Precious memories are forever etched in my mind...

Memories of ...
Caleb walking back from church hand in hand with a precious boy The Lord saved just a day from death not too long ago...

Louis boldly proclaiming, "I love Jesus!!" At the baby home and hearing loads of little Ugandan voices echo back loudly... "I love Jesus!!!"

Katie tenderly working on wound after wound on foot after foot affected by the jiggers here...

Ryane being Ryane, making us all laugh hysterically...Yet embracing fully the hurt and brokenness of this place...

Ella allowing that group of boys their attempt at weaving her hair....FUNNY!!

Dwight, our fearless leader making sure we saw everything we could see here in Uganda... And getting down and dirty with us...
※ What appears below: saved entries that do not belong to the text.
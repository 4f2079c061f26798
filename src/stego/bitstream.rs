// Copyright (c) 2026 Christoph Gaffga
// SPDX-License-Identifier: GPL-3.0-only
// https://github.com/cgaffga/phasmtext

//! Bitstream framing for the encrypted payload.
//!
//! The bitstream is the flat bit sequence carried by the zero-width channel.
//! Both directions share one byte layout:
//!
//! ```text
//! [16 bytes] PBKDF2 salt
//! [12 bytes] AES-GCM nonce
//! [N bytes ] ciphertext (includes 16-byte auth tag)
//! ```
//!
//! With error correction enabled, a 4-byte big-endian length header (the
//! payload byte count) is prepended and header+payload are Hamming(7,4)
//! encoded at 14 bits per byte. Without it, bytes are emitted as 8 raw bits
//! each, MSB first, with no header.
//!
//! The 16/12-byte offsets are a load-bearing contract shared by encode and
//! decode; they must never diverge.

use crate::stego::crypto::{EncryptedData, NONCE_LEN, SALT_LEN};
use crate::stego::hamming;

/// Minimum payload size: the salt and nonce must be present in full.
const MIN_PAYLOAD_BYTES: usize = SALT_LEN + NONCE_LEN; // 28

/// Frame an [`EncryptedData`] into a bit sequence.
///
/// The payload is the raw concatenation salt ‖ nonce ‖ ciphertext. With
/// `use_ecc` the 4-byte length header is prepended and the whole buffer is
/// Hamming-encoded; otherwise the payload is emitted as plain 8-bit bytes.
pub fn pack(data: &EncryptedData, use_ecc: bool) -> Vec<u8> {
    let mut payload = Vec::with_capacity(SALT_LEN + NONCE_LEN + data.ciphertext.len());
    payload.extend_from_slice(&data.salt);
    payload.extend_from_slice(&data.nonce);
    payload.extend_from_slice(&data.ciphertext);

    if use_ecc {
        let mut framed = Vec::with_capacity(4 + payload.len());
        framed.extend_from_slice(&(payload.len() as u32).to_be_bytes());
        framed.extend_from_slice(&payload);
        hamming::encode_bytes(&framed)
    } else {
        bytes_to_bits(&payload)
    }
}

/// Recover an [`EncryptedData`] from an extracted bit sequence.
///
/// Returns the parsed payload (or `None` if it is malformed or undersized)
/// and the number of single-bit corrections the Hamming decode performed.
/// Any parse failure (bit values other than 0/1, a truncated final chunk, a
/// bit count that is not a multiple of the ECC block size) is swallowed and
/// surfaces as `(None, 0)`; the caller decides how to report it.
///
/// In ECC mode the 4-byte length header is parsed but not used to bound the
/// payload slice; the fixed offsets below are authoritative. A mismatch is
/// logged and otherwise ignored.
pub fn unpack(bits: &[u8], use_ecc: bool) -> (Option<EncryptedData>, usize) {
    if bits.iter().any(|&b| b > 1) {
        return (None, 0);
    }

    if use_ecc {
        let Ok((bytes, errors)) = hamming::decode_bytes(bits) else {
            return (None, 0);
        };
        if errors > 0 {
            tracing::debug!(errors, "hamming corrected bit errors");
        }
        if bytes.len() < 4 {
            return (None, 0);
        }
        let declared_len = u32::from_be_bytes([bytes[0], bytes[1], bytes[2], bytes[3]]) as usize;
        let body = &bytes[4..];
        if declared_len != body.len() {
            tracing::debug!(declared_len, actual_len = body.len(), "length header mismatch");
        }
        (slice_payload(body), errors)
    } else {
        if bits.len() % 8 != 0 {
            return (None, 0);
        }
        let bytes = bits_to_bytes(bits);
        (slice_payload(&bytes), 0)
    }
}

/// Slice a payload at the fixed salt/nonce/ciphertext offsets.
fn slice_payload(payload: &[u8]) -> Option<EncryptedData> {
    if payload.len() < MIN_PAYLOAD_BYTES {
        return None;
    }
    let mut salt = [0u8; SALT_LEN];
    salt.copy_from_slice(&payload[..SALT_LEN]);

    let mut nonce = [0u8; NONCE_LEN];
    nonce.copy_from_slice(&payload[SALT_LEN..SALT_LEN + NONCE_LEN]);

    Some(EncryptedData {
        salt,
        nonce,
        ciphertext: payload[SALT_LEN + NONCE_LEN..].to_vec(),
    })
}

/// Convert bytes to a bit vector (MSB first within each byte).
pub fn bytes_to_bits(bytes: &[u8]) -> Vec<u8> {
    let mut bits = Vec::with_capacity(bytes.len() * 8);
    for &byte in bytes {
        for bit_pos in (0..8).rev() {
            bits.push((byte >> bit_pos) & 1);
        }
    }
    bits
}

/// Convert a bit vector (MSB first, length a multiple of 8) back to bytes.
fn bits_to_bytes(bits: &[u8]) -> Vec<u8> {
    let mut bytes = Vec::with_capacity(bits.len() / 8);
    for chunk in bits.chunks_exact(8) {
        let mut byte = 0u8;
        for (i, &bit) in chunk.iter().enumerate() {
            byte |= (bit & 1) << (7 - i);
        }
        bytes.push(byte);
    }
    bytes
}
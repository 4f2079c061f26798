// Copyright (c) 2026 Christoph Gaffga
// SPDX-License-Identifier: GPL-3.0-only
// https://github.com/cgaffga/phasmtext

//! Error types for the steganography pipeline.
//!
//! [`StegoError`] covers all failure modes from input validation through
//! n-gram store access, payload extraction, and decryption. Every stage
//! failure is converted to exactly one of these variants at the pipeline
//! boundary; nothing lower-level crosses it unwrapped.

use core::fmt;

/// Errors that can occur during steganographic encoding or decoding.
#[derive(Debug)]
pub enum StegoError {
    /// The secret message is empty or whitespace-only.
    EmptySecret,
    /// The password is shorter than the 8-character minimum.
    PasswordTooShort,
    /// The stego text handed to decode is empty or whitespace-only.
    EmptyStegoText,
    /// The password handed to decode is empty or whitespace-only.
    EmptyPassword,
    /// The text contains no zero-width markers at all.
    NoHiddenData,
    /// The extracted bit sequence does not parse into a usable payload.
    InvalidPayload,
    /// AES-GCM tag verification failed (wrong password or corrupted data).
    DecryptionFailed,
    /// The decrypted plaintext is not valid UTF-8.
    InvalidUtf8,
    /// The requested n-gram order has no frequency store (only 3 and 4 do).
    UnsupportedOrder(usize),
    /// The frequency store could not be opened or queried.
    Store(rusqlite::Error),
}

impl fmt::Display for StegoError {
    fn fmt(&self, f: &mut fmt::Formatter<'_>) -> fmt::Result {
        match self {
            Self::EmptySecret => write!(f, "secret message cannot be empty"),
            Self::PasswordTooShort => write!(f, "password must be at least 8 characters"),
            Self::EmptyStegoText => write!(f, "stego text cannot be empty"),
            Self::EmptyPassword => write!(f, "password cannot be empty"),
            Self::NoHiddenData => write!(f, "no hidden data found"),
            Self::InvalidPayload => write!(f, "invalid payload"),
            Self::DecryptionFailed => write!(f, "decryption failed (wrong password?)"),
            Self::InvalidUtf8 => write!(f, "decrypted message is not valid UTF-8"),
            Self::UnsupportedOrder(order) => {
                write!(f, "unsupported n-gram order {order} (expected 3 or 4)")
            }
            Self::Store(e) => write!(f, "frequency store error: {e}"),
        }
    }
}

impl std::error::Error for StegoError {
    fn source(&self) -> Option<&(dyn std::error::Error + 'static)> {
        match self {
            Self::Store(e) => Some(e),
            _ => None,
        }
    }
}

impl From<rusqlite::Error> for StegoError {
    fn from(e: rusqlite::Error) -> Self {
        Self::Store(e)
    }
}
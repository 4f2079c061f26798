// Copyright (c) 2026 Christoph Gaffga
// SPDX-License-Identifier: GPL-3.0-only
// https://github.com/cgaffga/phasmtext

//! Corpus preprocessing and n-gram database construction.
//!
//! Raw corpus text is split into sentences on terminal punctuation, each
//! sentence is tokenized into words and clause punctuation, and every
//! sentence shorter than the n-gram order is dropped. Each surviving
//! sentence is padded with (order−1) `<START>` markers and one `<END>`
//! marker before counting, so the resulting table knows how sentences begin
//! and end.
//!
//! [`build_ngram_database`] writes the counted n-grams into the SQLite
//! schema that [`NgramStore`](crate::ngram::store::NgramStore) reads:
//! `ngrams(word1..wordN, frequency)` with an index over the context columns.

use std::collections::HashMap;

use rusqlite::Connection;

use crate::ngram::{END_MARKER, START_MARKER};
use crate::stego::error::StegoError;

/// Split corpus text into tokenized sentences.
///
/// Sentences break on runs of `.`, `!`, `?`. Tokens are maximal runs of
/// alphanumeric characters (plus `_`), or single clause-punctuation
/// characters; whitespace only separates. Empty sentences are skipped.
pub fn tokenize_sentences(text: &str) -> Vec<Vec<String>> {
    text.split(|c| matches!(c, '.' | '!' | '?'))
        .filter_map(|sentence| {
            let tokens = tokenize(sentence);
            if tokens.is_empty() {
                None
            } else {
                Some(tokens)
            }
        })
        .collect()
}

fn is_word_char(c: char) -> bool {
    c.is_alphanumeric() || c == '_'
}

fn tokenize(sentence: &str) -> Vec<String> {
    let mut tokens = Vec::new();
    let mut word = String::new();
    for c in sentence.chars() {
        if is_word_char(c) {
            word.push(c);
        } else {
            if !word.is_empty() {
                tokens.push(std::mem::take(&mut word));
            }
            if !c.is_whitespace() {
                tokens.push(c.to_string());
            }
        }
    }
    if !word.is_empty() {
        tokens.push(word);
    }
    tokens
}

/// Build the `ngrams` table from corpus text.
///
/// Replaces any existing table, counts every n-gram of the given order over
/// marker-padded sentences, and inserts one row per distinct n-gram inside a
/// single transaction.
///
/// # Returns
/// The number of distinct n-grams written.
///
/// # Errors
/// - [`StegoError::UnsupportedOrder`] if `order` is not 3 or 4.
/// - [`StegoError::Store`] on any database failure.
pub fn build_ngram_database(
    conn: &mut Connection,
    text: &str,
    order: usize,
) -> Result<usize, StegoError> {
    let (ddl, insert) = match order {
        3 => (
            "DROP TABLE IF EXISTS ngrams;
             CREATE TABLE ngrams (
                 word1 TEXT,
                 word2 TEXT,
                 word3 TEXT,
                 frequency INTEGER,
                 PRIMARY KEY (word1, word2, word3)
             );
             CREATE INDEX idx_context ON ngrams (word1, word2);",
            "INSERT INTO ngrams VALUES (?1, ?2, ?3, ?4)",
        ),
        4 => (
            "DROP TABLE IF EXISTS ngrams;
             CREATE TABLE ngrams (
                 word1 TEXT,
                 word2 TEXT,
                 word3 TEXT,
                 word4 TEXT,
                 frequency INTEGER,
                 PRIMARY KEY (word1, word2, word3, word4)
             );
             CREATE INDEX idx_context ON ngrams (word1, word2, word3);",
            "INSERT INTO ngrams VALUES (?1, ?2, ?3, ?4, ?5)",
        ),
        other => return Err(StegoError::UnsupportedOrder(other)),
    };

    let counts = count_ngrams(text, order);

    let tx = conn.transaction()?;
    tx.execute_batch(ddl)?;
    {
        let mut stmt = tx.prepare(insert)?;
        for (ngram, frequency) in &counts {
            match order {
                3 => stmt.execute((&ngram[0], &ngram[1], &ngram[2], frequency))?,
                _ => stmt.execute((&ngram[0], &ngram[1], &ngram[2], &ngram[3], frequency))?,
            };
        }
    }
    tx.commit()?;

    tracing::debug!(order, ngrams = counts.len(), "n-gram database built");
    Ok(counts.len())
}

/// Count n-grams of the given order over marker-padded sentences.
fn count_ngrams(text: &str, order: usize) -> HashMap<Vec<String>, u32> {
    let mut counts: HashMap<Vec<String>, u32> = HashMap::new();
    for tokens in tokenize_sentences(text) {
        // Sentences shorter than the order carry no usable context.
        if tokens.len() < order {
            continue;
        }
        let mut marked = vec![START_MARKER.to_string(); order - 1];
        marked.extend(tokens);
        marked.push(END_MARKER.to_string());

        for window in marked.windows(order) {
            *counts.entry(window.to_vec()).or_insert(0) += 1;
        }
    }
    counts
}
Emma, being a girl of 19... So excited to be in her new home here in Uganda... (It is so neat seeing the Lords plans unfold for her life right in front of our eyes)

Countless young women doing amazing radical things to show and share the love of Jesus with the fatherless kids here...
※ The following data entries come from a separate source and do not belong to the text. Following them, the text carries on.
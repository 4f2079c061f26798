// Copyright (c) 2026 Christoph Gaffga
// SPDX-License-Identifier: GPL-3.0-only
// https://github.com/cgaffga/phasmtext

//! # phasm-text
//!
//! Linguistic steganography engine for hiding encrypted text messages in
//! generated natural-language sentences. The cover text is produced by an
//! n-gram statistical language model; the payload rides in zero-width
//! Unicode characters injected after spaces and punctuation, so the visible
//! text reads as ordinary prose.
//!
//! The payload is AES-256-GCM encrypted under a PBKDF2-derived key and
//! framed with Hamming(7,4) error correction, so a message survives a
//! single flipped bit per 7-bit block, and a wrong password fails loudly
//! rather than yielding plausible wrong plaintext. The channel does **not**
//! survive transports that normalize whitespace or strip zero-width
//! characters; that is a documented limitation, not a recoverable error.
//!
//! # Quick start
//!
//! ```rust,ignore
//! use phasm_text::{CoverTextGenerator, NgramStore, StegoEngine};
//!
//! let store = NgramStore::open("3gram.db", 3)?;
//! let engine = StegoEngine::with_defaults(CoverTextGenerator::new(store)?);
//!
//! let encoded = engine.encode("meet at dawn", "Passw0rd!")?;
//! println!("{}", encoded.visible_text); // looks like a normal sentence
//!
//! let decoded = engine.decode(&encoded.stego_text, "Passw0rd!")?;
//! assert_eq!(decoded.message, "meet at dawn");
//! engine.close()?;
//! ```

pub mod ngram;
pub mod stego;

pub use ngram::{CoverTextGenerator, FrequencyTable, ModelStats, NgramStore, Strategy};
pub use stego::crypto::EncryptedData;
pub use stego::{DecodeResult, EncodeResult, EngineConfig, StegoEngine, StegoError};
pub use stego::{MIN_PASSWORD_LEN, validate_decode_inputs, validate_encode_inputs};
//! Runs a simulated HOST/CHIP pair, in-process, over [`shmlink::sim`].
//!
//! Reproduces the demonstration loop in
//! `examples/original_source/host.c`'s `host_main_loop`/`main`: send a
//! couple of fixed packets, then run a fixed number of cycles in which the
//! HOST services interrupts and periodically retries a send, while the CHIP
//! drains TX and randomly generates RX traffic — the same structure as
//! `chip_emulator_run_cycle`, translated from direct register pokes into
//! calls against this crate's handle types.
use clap::Parser;
use rand::rngs::StdRng;
use rand::{Rng, SeedableRng};
use shmlink::sim::SimLink;
use shmlink::{Error, LinkConfig};

#[derive(Parser)]
#[command(about = "In-process HOST/CHIP shared-memory link simulator")]
struct Args {
    /// Number of simulation cycles to run.
    #[arg(long, default_value_t = 50)]
    cycles: u32,
    /// Send a retry packet every this many cycles (0 disables retries).
    #[arg(long, default_value_t = 10)]
    retry_every: u32,
    /// Chance (0-100) per cycle that the CHIP generates an RX packet.
    #[arg(long, default_value_t = 50)]
    rx_chance_pct: u8,
    /// Seed for the CHIP's RX traffic generator, for reproducible runs.
    #[arg(long, default_value_t = 0x5eed_cafe)]
    seed: u64,
}

fn main() {
    env_logger::init();
    let args = Args::parse();

    let config = LinkConfig::default();
    let mut sim = SimLink::new(config);
    let (mut host_tx, mut host_rx, mut host_irq) = sim.init_host();
    let (mut chip_tx, mut chip_rx) = sim.init_chip();

    let mut rng = StdRng::seed_from_u64(args.seed);

    send_or_log(&mut host_tx, &[0xAA, 0xBB, 0xCC, 0xDD, 0xEE, 0xFF, 0x01, 0x02, 0x03, 0x04]);
    send_or_log(&mut host_tx, &[0x11, 0x22, 0x33, 0x44, 0x55, 0x66, 0x77, 0x88, 0x99, 0x00, 0xA0, 0xB0]);

    log::info!("simulation start: {} cycles, seed {:#x}", args.cycles, args.seed);

    for cycle in 0..args.cycles {
        log::debug!("cycle {cycle}");

        let delivered = host_irq.dispatch(
            &mut host_rx,
            |payload| log::info!("host rx: {} bytes", payload.len()),
            || log::info!("host: tx space available"),
            |err| log::warn!("host: link error: {err}"),
        );
        if delivered > 0 {
            log::debug!("host delivered {delivered} frames this cycle");
        }

        match chip_tx.consume(|payload| log::debug!("chip consumed {} bytes", payload.len())) {
            Ok(_) => {}
            Err(err) => log::warn!("chip: tx consume failed: {err}"),
        }

        if rng.gen_range(0u32..100) < u32::from(args.rx_chance_pct) {
            let len = rng.gen_range(10usize..110);
            let payload: Vec<u8> = (0..len).map(|_| rng.gen()).collect();
            match chip_rx.produce(&payload) {
                Ok(()) => {}
                Err(Error::NoSpace) => log::debug!("chip: rx ring full, dropping generated packet"),
                Err(err) => log::warn!("chip: rx produce failed: {err}"),
            }
        }

        if args.retry_every != 0 && cycle % args.retry_every == 0 {
            let packet: Vec<u8> = (0..20u8).map(|i| 0xDAu8.wrapping_add(i)).collect();
            send_or_log(&mut host_tx, &packet);
        }
    }

    log::info!("simulation end");
}

fn send_or_log(tx: &mut shmlink::HostTxHandle, data: &[u8]) {
    match tx.send_packet(data) {
        Ok(()) => log::info!("host tx: sent {} bytes", data.len()),
        Err(Error::NoSpace) => log::debug!("host: tx ring full, deferring {} byte packet", data.len()),
        Err(err) => log::warn!("host: tx send failed: {err}"),
    }
}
Team member after team member setting aside their wants or desires to love on, care for, get dirty (really dirty!!), getting peed, pooped, or vomited on by these precious little ones here. It has been such a blessed time...

Orphaned baby after orphaned baby or child, innocent and beautiful, all just needing to be shown love, care, tender human touch, Jesus' warm love...

My heart is touched... My heart is changed... My heart has fallen in love with this country AND with quite a few little ones... My heart has been so touched by some beautiful God loving God fearing older Ugandans...

My biggest prayer is that The Lord will use all of this... Not allow my heart to forget the precious things He has taught me here... That He will direct our footsteps and continually open up our hearts wide to HIS will and plans for our lives...

7 comments:

Anonymous said...


Oh wow what a prayer. Ill be praying that for you too. It has been so wonderful to hear about your adventures. It has touched me more than I can explain. At a time I'm deeply trying to wrestle with what my calling is and how to obey it-well, the timing of your trip couldn't have been more perfect. I would love to hear your thoughts on the solution to the deprivation and poverty. Is it to be the hands and feet of Jesus, is it being a prayer warrior for political change, or pouring money in, or all of them? Maybe there isn't an answer. But I feel we must be able to be at least a small part of the solution. Rest well on your trip home :o) And enjoy those first cuddles arriving back home! X

Kim Thompson said...

I can totally relate to what you are feeling, only I have not gone to Uganda...yet. :) Our family has felt these same stirrings the past year and are also praying about what the Lord has for us in the future. I will pray for your family as you wait on HIM in this! I have loved following your trip!!! Many blessings as you head home!

Kings said...

Love u...xoxo

Kings said...

Love u...xoxo

crzy4myfam said...

Thank you for posting about your experience! Life changing...beautiful...seeing it and feeling it through your writings. Thank you! My children and I read each day...looking forward to the next day. My oldest daughter is wondering what group you went through...your church or an organization? She is turning 17 and feeling the pull to the mission field. So she has many questions and is researching, praying and asking questions. Would you mind sharing when you get a second? (my email is:inhimwelive14@gmail.com) Blessings! Becca

Samantha said...

Sara and boys,
Praise the Lord for this amazing opportunity! Thank you for sharing the raw truth about the conditions of the people there...physical and spiritual...you have stirred so many hearts...one almost 18 year old girl's heart for sure! Can't wait to visit about it all. :) Enjoy those precious loves and hugs from your wee ones...love you so much friend, I'll be praying for you...my boots are still on! :)

Unknown said...

What a wonderful life changing experience! I so hope to go to Africa soon with our medical mission team, it sounds as amazing as I imagine! So happy for you and praying for an easy transition.